#### Task to complete
Start at the line below containing "side has closed." and stop at the line containing "let closed = Arc::new(AtomicUsize::new(0));". Repeat every line of that stretch exactly, and nothing outside it.

#### Entries provided
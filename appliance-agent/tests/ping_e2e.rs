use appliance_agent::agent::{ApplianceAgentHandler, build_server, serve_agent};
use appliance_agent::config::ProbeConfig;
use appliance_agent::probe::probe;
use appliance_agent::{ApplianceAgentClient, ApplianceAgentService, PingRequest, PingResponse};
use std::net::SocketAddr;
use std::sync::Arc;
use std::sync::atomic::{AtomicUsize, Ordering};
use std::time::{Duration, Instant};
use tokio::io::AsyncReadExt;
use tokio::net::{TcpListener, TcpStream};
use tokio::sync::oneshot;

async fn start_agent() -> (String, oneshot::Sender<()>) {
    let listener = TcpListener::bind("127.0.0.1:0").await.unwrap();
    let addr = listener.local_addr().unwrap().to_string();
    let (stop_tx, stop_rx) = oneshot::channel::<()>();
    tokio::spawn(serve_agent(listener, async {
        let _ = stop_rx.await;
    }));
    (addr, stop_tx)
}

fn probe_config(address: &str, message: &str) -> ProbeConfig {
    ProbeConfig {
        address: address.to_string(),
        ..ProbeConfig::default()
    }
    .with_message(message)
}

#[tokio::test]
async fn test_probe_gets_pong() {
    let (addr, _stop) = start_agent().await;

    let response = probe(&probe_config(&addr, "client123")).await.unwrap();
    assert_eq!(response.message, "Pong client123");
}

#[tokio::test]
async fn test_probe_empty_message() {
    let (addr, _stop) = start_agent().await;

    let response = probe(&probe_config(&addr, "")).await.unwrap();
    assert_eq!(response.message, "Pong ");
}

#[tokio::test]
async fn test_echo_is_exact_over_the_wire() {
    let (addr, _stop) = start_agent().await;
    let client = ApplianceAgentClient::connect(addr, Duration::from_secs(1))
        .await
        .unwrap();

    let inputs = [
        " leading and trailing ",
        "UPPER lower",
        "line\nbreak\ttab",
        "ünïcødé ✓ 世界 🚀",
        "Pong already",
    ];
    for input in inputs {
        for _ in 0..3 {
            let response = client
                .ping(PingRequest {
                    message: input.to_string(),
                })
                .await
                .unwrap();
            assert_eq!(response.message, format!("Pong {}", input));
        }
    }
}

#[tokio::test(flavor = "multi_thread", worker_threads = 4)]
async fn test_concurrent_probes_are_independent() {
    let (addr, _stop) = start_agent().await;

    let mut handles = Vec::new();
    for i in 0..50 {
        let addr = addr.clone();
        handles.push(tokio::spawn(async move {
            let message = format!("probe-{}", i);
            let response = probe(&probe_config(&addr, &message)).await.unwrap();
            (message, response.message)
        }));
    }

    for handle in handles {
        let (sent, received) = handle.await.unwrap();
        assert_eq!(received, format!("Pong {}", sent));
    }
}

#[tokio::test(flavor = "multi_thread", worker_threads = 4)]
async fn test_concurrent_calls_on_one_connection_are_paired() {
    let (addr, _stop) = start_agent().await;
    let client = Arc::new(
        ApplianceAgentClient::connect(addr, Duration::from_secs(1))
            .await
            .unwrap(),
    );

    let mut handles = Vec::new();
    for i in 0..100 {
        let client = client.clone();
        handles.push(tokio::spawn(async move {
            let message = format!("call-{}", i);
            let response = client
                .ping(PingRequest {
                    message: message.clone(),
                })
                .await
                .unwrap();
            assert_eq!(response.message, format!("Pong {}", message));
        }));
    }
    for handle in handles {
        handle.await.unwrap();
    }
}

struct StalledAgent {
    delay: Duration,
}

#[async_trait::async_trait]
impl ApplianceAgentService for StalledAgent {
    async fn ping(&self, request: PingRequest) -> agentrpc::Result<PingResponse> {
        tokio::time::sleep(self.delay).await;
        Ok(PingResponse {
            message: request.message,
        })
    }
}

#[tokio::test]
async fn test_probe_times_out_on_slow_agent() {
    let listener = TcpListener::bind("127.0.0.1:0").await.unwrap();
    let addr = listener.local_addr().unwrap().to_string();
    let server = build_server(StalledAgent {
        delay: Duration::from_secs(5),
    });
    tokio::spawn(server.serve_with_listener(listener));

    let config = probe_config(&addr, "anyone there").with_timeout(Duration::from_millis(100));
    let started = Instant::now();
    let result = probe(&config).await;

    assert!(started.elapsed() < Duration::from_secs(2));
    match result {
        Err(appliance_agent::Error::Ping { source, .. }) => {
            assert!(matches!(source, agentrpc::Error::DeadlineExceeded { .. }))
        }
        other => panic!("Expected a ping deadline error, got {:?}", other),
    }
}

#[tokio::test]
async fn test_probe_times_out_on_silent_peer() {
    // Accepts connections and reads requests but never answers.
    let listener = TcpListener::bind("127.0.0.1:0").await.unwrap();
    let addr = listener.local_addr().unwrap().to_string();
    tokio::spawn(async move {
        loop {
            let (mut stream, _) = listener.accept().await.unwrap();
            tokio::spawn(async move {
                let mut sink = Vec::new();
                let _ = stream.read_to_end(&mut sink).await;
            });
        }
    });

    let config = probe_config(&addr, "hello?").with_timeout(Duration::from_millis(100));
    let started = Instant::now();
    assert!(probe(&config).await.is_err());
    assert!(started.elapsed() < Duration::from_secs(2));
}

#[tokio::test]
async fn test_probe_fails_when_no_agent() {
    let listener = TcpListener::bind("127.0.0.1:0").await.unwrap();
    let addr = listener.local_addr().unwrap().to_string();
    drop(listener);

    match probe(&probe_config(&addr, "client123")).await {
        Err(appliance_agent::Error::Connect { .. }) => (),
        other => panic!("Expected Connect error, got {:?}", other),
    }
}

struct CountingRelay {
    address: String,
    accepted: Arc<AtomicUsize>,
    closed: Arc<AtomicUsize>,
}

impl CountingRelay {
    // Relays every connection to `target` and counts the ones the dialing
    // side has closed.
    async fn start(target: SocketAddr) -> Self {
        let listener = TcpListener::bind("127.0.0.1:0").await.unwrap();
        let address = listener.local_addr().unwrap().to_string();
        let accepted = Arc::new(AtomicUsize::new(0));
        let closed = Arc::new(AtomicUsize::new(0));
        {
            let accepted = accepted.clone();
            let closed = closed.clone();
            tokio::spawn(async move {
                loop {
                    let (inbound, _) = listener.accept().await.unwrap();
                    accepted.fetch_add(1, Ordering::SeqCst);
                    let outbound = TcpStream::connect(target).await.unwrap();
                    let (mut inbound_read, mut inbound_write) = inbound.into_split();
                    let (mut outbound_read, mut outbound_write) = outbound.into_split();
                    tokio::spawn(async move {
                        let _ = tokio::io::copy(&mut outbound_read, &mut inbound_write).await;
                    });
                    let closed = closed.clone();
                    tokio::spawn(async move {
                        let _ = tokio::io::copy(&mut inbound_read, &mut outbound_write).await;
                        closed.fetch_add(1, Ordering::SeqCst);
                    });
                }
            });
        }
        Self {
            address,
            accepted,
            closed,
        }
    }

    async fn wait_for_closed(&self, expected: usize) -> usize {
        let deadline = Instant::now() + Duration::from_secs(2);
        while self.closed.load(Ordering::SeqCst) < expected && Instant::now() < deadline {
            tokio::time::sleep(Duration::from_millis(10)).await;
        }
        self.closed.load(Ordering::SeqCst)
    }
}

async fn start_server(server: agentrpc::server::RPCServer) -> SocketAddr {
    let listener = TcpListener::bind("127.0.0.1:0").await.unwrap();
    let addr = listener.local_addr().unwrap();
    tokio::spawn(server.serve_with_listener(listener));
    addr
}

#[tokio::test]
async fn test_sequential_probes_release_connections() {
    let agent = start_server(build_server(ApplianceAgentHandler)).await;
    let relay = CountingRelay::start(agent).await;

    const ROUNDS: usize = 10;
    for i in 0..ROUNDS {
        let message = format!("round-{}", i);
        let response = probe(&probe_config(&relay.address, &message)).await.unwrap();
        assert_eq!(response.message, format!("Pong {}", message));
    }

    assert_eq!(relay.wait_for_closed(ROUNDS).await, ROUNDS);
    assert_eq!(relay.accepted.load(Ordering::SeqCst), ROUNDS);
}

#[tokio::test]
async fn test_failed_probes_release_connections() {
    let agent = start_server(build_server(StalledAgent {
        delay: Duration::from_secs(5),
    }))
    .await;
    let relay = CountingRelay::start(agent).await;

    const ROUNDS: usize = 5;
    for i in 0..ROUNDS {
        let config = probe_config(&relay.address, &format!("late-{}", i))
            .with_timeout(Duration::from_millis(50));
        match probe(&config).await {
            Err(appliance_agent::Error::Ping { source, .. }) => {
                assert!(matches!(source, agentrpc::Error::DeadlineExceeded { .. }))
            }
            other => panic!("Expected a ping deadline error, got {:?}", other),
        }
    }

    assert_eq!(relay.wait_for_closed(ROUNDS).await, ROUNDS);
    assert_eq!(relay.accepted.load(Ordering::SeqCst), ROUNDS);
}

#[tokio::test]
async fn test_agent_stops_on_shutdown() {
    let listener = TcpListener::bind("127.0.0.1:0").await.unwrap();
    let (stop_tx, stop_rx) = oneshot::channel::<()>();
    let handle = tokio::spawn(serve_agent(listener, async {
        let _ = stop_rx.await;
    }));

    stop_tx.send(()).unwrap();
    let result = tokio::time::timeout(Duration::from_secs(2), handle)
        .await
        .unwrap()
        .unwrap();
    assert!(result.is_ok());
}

#### Finished exercise
    // side has closed.
    async fn start(target: SocketAddr) -> Self {
        let listener = TcpListener::bind("127.0.0.1:0").await.unwrap();
        let address = listener.local_addr().unwrap().to_string();
        let accepted = Arc::new(AtomicUsize::new(0));
        let closed = Arc::new(AtomicUsize::new(0));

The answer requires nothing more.